(Exercise instructions):
Check each line of the material. Copy those containing "await".

(Records shown):
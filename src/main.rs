use clap::Parser;
use shop_admin::cli::{self, Cli};
use std::process::ExitCode;
use tracing_subscriber::EnvFilter;

#[tokio::main]
async fn main() -> ExitCode {
    dotenv::dotenv().ok();

    tracing_subscriber::fmt()
        .with_env_filter(
            EnvFilter::try_from_default_env().unwrap_or_else(|_| EnvFilter::new("shop_admin=warn")),
        )
        .with_target(false)
        .with_writer(std::io::stderr)
        .init();

    let cli = Cli::parse();

    match cli::run(cli).await {
        Ok(()) => ExitCode::SUCCESS,
        Err(e) => {
            tracing::debug!("Command failed: {:?}", e);
            cli::print_error(&e);
            ExitCode::FAILURE
        }
    }
}
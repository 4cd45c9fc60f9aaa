use http::StatusCode;
use std::fmt;

use crate::forms::FieldErrors;

#[derive(Debug)]
pub enum AppError {
    ConfigError(String),
    HttpError(reqwest::Error),
    Api { status: StatusCode, message: String },
    Unauthorized(String),
    Forbidden(String),
    NotFound(String),
    BadRequest(String),
    Conflict(String),
    Validation(FieldErrors),
    SessionExpired,
    InternalError(String),
}

impl fmt::Display for AppError {
    fn fmt(&self, f: &mut fmt::Formatter<'_>) -> fmt::Result {
        match self {
            AppError::ConfigError(msg) => write!(f, "Configuration error: {}", msg),
            AppError::HttpError(e) => write!(f, "Network error: {}", e),
            AppError::Api { status, message } => write!(f, "API error ({}): {}", status, message),
            AppError::Unauthorized(msg) => write!(f, "Unauthorized: {}", msg),
            AppError::Forbidden(msg) => write!(f, "Forbidden: {}", msg),
            AppError::NotFound(msg) => write!(f, "Not found: {}", msg),
            AppError::BadRequest(msg) => write!(f, "Bad request: {}", msg),
            AppError::Conflict(msg) => write!(f, "Conflict: {}", msg),
            AppError::Validation(errors) => write!(f, "Validation failed: {}", errors),
            AppError::SessionExpired => write!(f, "Session expired, please sign in again"),
            AppError::InternalError(msg) => write!(f, "Internal error: {}", msg),
        }
    }
}

impl std::error::Error for AppError {}

impl AppError {
    /// Maps a non-success API response onto an error variant.
    pub fn from_status(status: StatusCode, message: String) -> Self {
        match status {
            StatusCode::UNAUTHORIZED => AppError::Unauthorized(message),
            StatusCode::FORBIDDEN => AppError::Forbidden(message),
            StatusCode::NOT_FOUND => AppError::NotFound(message),
            StatusCode::BAD_REQUEST | StatusCode::UNPROCESSABLE_ENTITY => {
                AppError::BadRequest(message)
            }
            StatusCode::CONFLICT => AppError::Conflict(message),
            _ => AppError::Api { status, message },
        }
    }

    /// Transport failures and server-side 5xx responses are worth one more attempt.
    pub fn is_transient(&self) -> bool {
        match self {
            AppError::HttpError(e) => e.is_timeout() || e.is_connect(),
            AppError::Api { status, .. } => status.is_server_error(),
            _ => false,
        }
    }

    /// The message the server sent, if the error came from an API response.
    pub fn server_message(&self) -> Option<&str> {
        match self {
            AppError::Api { message, .. }
            | AppError::Unauthorized(message)
            | AppError::Forbidden(message)
            | AppError::NotFound(message)
            | AppError::BadRequest(message)
            | AppError::Conflict(message) => Some(message.as_str()),
            _ => None,
        }
    }

    /// Server message when there is one, otherwise the given fallback.
    pub fn user_message(&self, fallback: &str) -> String {
        match self {
            AppError::Validation(errors) => errors.to_string(),
            AppError::SessionExpired => self.to_string(),
            _ => self
                .server_message()
                .filter(|msg| !msg.is_empty())
                .map(str::to_string)
                .unwrap_or_else(|| fallback.to_string()),
        }
    }
}

impl From<reqwest::Error> for AppError {
    fn from(err: reqwest::Error) -> Self {
        AppError::HttpError(err)
    }
}

impl From<serde_json::Error> for AppError {
    fn from(err: serde_json::Error) -> Self {
        AppError::InternalError(format!("Invalid JSON: {}", err))
    }
}

impl From<std::io::Error> for AppError {
    fn from(err: std::io::Error) -> Self {
        AppError::InternalError(format!("I/O error: {}", err))
    }
}

#[cfg(test)]
mod tests {
    use super::*;

    #[test]
    fn status_codes_map_to_variants() {
        assert!(matches!(
            AppError::from_status(StatusCode::UNAUTHORIZED, "expired".into()),
            AppError::Unauthorized(_)
        ));
        assert!(matches!(
            AppError::from_status(StatusCode::UNPROCESSABLE_ENTITY, "bad".into()),
            AppError::BadRequest(_)
        ));
        assert!(matches!(
            AppError::from_status(StatusCode::BAD_GATEWAY, "down".into()),
            AppError::Api { .. }
        ));
    }

    #[test]
    fn user_message_prefers_server_text() {
        let err = AppError::Conflict("Slug already taken".into());
        assert_eq!(err.user_message("Failed to create brand"), "Slug already taken");

        let err = AppError::Api {
            status: StatusCode::INTERNAL_SERVER_ERROR,
            message: String::new(),
        };
        assert_eq!(err.user_message("Failed to create brand"), "Failed to create brand");
    }

    #[test]
    fn only_server_errors_are_transient() {
        let err = AppError::Api {
            status: StatusCode::SERVICE_UNAVAILABLE,
            message: "busy".into(),
        };
        assert!(err.is_transient());
        assert!(!AppError::NotFound("gone".into()).is_transient());
        assert!(!AppError::SessionExpired.is_transient());
    }
}
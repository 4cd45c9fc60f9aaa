use crate::{
    client::{ApiClient, ApiRequest},
    error::{AppError, Result},
    models::{LoginRequest, LoginResponse, SessionUser},
    session::DASHBOARD_ROLES,
};

pub const LOGIN_PATH: &str = "auth/login.php";

/// Signs in and stores the returned user and tokens.
///
/// Accounts outside the dashboard roles are rejected before anything is
/// stored.
pub async fn login(client: &ApiClient, email: &str, password: &str) -> Result<SessionUser> {
    let email = email.trim();
    if email.is_empty() || password.is_empty() {
        return Err(AppError::BadRequest(
            "Email and password are required".to_string(),
        ));
    }

    let body = serde_json::to_value(LoginRequest {
        email: email.to_string(),
        password: password.to_string(),
    })?;
    let request = ApiRequest::post(LOGIN_PATH).json(body);
    let response: LoginResponse = client.send(&request).await?;

    if !DASHBOARD_ROLES.contains(&response.user.role) {
        tracing::warn!("Rejected sign-in for {} with role {}", email, response.user.role);
        return Err(AppError::Forbidden(format!(
            "Role `{}` cannot access the dashboard",
            response.user.role
        )));
    }

    let user = response.user.clone();
    client.session().login(response)?;
    Ok(user)
}

pub fn logout(client: &ApiClient) -> Result<()> {
    client.session().logout()
}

(Response to this exercise):
    match cli::run(cli).await {
    let response: LoginResponse = client.send(&request).await?;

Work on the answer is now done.